What you should do:
The job is to find each line in the entries holding the string "static" and copy that line.

Task data:
☆ ☆ ☆

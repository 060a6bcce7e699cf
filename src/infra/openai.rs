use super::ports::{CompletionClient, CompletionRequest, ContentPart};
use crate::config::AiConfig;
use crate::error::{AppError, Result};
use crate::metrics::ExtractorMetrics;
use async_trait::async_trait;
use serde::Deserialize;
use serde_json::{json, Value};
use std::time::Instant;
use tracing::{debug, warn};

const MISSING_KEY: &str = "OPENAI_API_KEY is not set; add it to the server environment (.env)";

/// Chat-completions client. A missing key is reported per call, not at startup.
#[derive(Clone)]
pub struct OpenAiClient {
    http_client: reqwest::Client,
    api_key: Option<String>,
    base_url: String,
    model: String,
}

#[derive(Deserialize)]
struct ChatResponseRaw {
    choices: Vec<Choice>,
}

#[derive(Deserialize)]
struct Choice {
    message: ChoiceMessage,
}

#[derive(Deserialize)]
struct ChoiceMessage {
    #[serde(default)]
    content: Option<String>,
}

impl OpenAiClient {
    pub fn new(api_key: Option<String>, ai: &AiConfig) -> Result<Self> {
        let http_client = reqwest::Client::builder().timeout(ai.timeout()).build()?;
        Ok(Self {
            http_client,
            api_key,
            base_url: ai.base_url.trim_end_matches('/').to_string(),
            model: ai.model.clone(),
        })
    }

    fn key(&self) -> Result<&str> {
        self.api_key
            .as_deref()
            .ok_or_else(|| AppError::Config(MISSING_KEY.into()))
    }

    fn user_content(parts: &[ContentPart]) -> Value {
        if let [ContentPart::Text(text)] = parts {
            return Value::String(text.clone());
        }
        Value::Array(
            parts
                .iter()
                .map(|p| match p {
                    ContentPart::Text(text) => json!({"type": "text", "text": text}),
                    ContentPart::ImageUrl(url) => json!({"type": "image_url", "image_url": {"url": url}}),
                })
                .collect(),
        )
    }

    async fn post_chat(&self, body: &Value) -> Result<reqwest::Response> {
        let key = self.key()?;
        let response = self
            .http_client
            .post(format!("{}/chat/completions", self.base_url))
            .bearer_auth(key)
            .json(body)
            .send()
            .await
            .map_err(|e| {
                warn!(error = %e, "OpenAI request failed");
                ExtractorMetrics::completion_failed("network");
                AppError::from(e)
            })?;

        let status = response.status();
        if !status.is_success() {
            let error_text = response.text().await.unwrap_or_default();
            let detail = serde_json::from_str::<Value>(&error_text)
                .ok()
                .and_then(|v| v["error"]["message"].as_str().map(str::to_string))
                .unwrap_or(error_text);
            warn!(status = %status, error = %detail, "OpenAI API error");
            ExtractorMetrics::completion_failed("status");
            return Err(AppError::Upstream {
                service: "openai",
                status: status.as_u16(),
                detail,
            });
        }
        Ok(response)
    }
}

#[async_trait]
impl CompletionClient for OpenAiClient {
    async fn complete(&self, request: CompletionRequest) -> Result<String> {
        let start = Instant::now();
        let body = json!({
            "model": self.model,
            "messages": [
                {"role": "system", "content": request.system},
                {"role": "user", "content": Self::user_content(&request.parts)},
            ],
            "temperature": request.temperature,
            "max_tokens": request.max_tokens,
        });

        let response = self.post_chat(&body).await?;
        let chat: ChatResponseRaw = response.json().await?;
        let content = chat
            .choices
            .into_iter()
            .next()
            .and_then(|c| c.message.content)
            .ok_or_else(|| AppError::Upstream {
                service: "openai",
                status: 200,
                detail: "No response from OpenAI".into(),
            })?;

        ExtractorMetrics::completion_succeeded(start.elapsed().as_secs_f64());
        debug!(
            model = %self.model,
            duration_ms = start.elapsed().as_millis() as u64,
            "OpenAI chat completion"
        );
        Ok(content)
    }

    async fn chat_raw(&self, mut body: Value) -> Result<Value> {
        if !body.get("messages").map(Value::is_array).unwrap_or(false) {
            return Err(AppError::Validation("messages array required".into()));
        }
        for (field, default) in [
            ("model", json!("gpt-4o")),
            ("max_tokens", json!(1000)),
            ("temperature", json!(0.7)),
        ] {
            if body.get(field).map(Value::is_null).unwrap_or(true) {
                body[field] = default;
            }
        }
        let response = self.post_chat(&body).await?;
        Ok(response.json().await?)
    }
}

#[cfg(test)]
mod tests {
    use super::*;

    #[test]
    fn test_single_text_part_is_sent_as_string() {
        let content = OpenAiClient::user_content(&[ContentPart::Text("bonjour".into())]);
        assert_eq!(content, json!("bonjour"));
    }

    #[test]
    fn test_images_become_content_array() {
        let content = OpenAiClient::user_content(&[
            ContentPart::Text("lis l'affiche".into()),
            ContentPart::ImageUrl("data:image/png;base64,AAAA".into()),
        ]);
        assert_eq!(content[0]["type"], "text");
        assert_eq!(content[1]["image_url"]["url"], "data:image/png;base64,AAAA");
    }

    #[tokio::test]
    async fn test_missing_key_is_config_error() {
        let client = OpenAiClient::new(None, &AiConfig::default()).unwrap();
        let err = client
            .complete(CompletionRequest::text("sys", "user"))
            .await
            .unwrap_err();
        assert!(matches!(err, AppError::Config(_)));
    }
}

☆ ☆ ☆

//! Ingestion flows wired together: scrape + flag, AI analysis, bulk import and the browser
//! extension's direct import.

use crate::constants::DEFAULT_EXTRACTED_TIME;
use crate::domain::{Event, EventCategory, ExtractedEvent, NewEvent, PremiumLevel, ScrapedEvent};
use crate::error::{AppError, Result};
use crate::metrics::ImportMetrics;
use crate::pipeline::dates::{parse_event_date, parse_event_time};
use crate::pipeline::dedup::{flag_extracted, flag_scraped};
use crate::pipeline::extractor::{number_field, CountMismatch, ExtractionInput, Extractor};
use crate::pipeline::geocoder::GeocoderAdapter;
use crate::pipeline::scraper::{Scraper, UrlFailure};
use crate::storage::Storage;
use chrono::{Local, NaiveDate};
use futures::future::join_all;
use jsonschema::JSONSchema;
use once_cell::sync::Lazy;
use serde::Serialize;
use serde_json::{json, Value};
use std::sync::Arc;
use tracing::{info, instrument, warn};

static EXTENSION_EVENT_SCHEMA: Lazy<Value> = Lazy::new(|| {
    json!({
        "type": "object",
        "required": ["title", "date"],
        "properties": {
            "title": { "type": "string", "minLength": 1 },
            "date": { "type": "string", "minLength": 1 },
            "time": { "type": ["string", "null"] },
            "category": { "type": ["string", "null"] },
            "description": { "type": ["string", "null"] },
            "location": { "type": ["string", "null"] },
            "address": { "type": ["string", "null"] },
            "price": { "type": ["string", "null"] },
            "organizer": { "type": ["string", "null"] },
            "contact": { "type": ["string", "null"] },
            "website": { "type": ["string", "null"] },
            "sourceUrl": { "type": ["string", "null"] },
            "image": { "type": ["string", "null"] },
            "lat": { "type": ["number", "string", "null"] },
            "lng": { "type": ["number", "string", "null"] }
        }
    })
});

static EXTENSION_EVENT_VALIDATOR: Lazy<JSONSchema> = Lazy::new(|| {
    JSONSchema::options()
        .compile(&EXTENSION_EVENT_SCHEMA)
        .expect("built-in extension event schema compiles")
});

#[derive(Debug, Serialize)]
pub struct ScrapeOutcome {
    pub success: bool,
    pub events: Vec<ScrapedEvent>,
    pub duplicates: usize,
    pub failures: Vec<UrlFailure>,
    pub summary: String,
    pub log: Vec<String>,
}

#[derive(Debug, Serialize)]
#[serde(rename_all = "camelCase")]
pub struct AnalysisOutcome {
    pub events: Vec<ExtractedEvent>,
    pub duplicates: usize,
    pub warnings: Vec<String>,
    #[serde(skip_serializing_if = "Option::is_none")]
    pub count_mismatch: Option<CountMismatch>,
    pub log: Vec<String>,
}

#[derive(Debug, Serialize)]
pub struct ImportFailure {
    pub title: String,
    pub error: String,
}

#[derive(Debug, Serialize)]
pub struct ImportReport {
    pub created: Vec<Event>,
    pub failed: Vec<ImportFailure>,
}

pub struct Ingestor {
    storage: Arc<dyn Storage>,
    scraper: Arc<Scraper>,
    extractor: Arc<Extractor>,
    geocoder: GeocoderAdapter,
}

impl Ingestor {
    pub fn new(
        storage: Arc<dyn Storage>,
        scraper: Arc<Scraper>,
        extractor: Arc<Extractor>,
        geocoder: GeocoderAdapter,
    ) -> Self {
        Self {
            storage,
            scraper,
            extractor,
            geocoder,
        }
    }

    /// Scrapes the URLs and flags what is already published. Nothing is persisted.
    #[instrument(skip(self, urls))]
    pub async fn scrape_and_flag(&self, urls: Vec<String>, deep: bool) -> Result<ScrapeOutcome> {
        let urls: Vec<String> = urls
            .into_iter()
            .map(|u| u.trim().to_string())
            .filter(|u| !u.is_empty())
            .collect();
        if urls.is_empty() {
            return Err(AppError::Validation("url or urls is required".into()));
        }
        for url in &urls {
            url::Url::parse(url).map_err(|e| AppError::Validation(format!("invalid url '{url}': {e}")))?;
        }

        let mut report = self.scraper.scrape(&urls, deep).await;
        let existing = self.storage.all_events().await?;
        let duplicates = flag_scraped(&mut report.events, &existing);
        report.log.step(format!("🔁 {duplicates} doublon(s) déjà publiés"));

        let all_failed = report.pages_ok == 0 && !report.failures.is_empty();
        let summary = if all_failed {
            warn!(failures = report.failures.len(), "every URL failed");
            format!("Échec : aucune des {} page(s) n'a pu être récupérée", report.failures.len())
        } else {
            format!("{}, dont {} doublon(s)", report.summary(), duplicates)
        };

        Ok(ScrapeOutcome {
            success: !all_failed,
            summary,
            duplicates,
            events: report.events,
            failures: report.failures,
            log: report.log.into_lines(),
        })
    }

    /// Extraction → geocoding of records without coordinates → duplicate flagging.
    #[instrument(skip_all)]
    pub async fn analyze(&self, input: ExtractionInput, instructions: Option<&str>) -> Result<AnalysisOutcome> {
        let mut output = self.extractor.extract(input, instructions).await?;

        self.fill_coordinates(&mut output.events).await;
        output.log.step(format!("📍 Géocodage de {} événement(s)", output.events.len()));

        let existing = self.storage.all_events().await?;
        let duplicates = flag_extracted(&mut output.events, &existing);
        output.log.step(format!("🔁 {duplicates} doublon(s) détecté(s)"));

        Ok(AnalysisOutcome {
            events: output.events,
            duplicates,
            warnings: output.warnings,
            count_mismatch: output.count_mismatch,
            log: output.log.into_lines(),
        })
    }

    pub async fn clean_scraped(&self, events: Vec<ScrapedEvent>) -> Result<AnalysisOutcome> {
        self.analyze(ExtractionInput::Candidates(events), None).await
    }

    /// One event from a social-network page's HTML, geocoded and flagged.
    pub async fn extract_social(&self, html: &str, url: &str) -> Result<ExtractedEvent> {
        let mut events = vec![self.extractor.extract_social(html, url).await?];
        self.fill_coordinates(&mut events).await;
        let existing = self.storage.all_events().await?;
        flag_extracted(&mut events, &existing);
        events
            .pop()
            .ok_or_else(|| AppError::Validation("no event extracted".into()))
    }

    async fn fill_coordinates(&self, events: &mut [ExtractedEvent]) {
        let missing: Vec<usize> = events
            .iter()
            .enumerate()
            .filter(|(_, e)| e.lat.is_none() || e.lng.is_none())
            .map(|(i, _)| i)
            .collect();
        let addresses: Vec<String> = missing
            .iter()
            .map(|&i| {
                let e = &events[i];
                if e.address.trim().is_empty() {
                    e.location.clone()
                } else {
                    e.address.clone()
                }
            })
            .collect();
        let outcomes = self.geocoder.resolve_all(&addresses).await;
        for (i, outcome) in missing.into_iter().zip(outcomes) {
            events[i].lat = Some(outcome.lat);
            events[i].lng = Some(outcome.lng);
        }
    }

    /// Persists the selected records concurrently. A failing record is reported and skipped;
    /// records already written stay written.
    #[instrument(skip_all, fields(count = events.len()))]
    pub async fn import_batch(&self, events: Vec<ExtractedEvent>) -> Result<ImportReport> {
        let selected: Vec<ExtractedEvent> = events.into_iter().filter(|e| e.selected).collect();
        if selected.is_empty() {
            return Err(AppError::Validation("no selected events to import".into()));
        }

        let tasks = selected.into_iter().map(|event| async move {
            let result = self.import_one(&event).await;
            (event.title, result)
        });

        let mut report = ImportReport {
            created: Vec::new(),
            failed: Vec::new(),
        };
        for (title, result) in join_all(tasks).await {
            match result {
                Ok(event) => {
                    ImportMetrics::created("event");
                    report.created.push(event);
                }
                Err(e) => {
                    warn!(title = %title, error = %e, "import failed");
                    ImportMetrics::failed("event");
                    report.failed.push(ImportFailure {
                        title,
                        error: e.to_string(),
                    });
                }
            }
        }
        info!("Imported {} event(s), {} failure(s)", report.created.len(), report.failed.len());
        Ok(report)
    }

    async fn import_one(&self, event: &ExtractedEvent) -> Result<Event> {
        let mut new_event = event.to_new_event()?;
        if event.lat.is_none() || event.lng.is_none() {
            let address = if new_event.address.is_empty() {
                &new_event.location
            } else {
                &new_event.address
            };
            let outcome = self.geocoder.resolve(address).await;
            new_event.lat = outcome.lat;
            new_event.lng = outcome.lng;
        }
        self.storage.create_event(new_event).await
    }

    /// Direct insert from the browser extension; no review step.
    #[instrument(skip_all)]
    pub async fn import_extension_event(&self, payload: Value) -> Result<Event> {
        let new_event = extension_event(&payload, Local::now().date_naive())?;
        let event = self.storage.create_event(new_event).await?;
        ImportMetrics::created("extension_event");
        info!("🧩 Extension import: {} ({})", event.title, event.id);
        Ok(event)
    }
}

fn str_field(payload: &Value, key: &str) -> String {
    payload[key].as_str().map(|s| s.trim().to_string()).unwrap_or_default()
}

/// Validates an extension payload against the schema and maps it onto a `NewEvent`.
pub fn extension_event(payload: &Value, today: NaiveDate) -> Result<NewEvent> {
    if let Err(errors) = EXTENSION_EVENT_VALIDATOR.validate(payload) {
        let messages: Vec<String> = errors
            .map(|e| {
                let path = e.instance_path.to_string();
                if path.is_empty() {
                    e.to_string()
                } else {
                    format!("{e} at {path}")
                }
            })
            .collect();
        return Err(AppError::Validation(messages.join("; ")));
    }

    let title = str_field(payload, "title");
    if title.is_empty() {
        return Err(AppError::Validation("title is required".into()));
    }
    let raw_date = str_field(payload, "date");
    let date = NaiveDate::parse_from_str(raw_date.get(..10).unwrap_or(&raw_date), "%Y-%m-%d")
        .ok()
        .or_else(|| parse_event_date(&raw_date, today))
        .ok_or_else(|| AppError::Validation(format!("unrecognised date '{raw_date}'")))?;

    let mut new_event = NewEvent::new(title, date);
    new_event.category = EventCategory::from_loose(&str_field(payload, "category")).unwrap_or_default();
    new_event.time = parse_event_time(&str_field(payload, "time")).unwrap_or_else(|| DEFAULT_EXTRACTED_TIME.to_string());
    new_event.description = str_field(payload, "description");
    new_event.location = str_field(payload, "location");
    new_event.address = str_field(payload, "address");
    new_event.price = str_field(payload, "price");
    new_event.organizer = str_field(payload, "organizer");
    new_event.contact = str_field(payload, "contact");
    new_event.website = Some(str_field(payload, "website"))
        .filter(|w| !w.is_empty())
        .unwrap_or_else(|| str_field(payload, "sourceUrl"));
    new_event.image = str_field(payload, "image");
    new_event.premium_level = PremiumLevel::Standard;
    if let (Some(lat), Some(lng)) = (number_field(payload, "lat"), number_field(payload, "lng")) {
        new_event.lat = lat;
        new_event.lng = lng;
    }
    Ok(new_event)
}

☆ ☆ ☆

Answer section:
static EXTENSION_EVENT_SCHEMA: Lazy<Value> = Lazy::new(|| {
static EXTENSION_EVENT_VALIDATOR: Lazy<JSONSchema> = Lazy::new(|| {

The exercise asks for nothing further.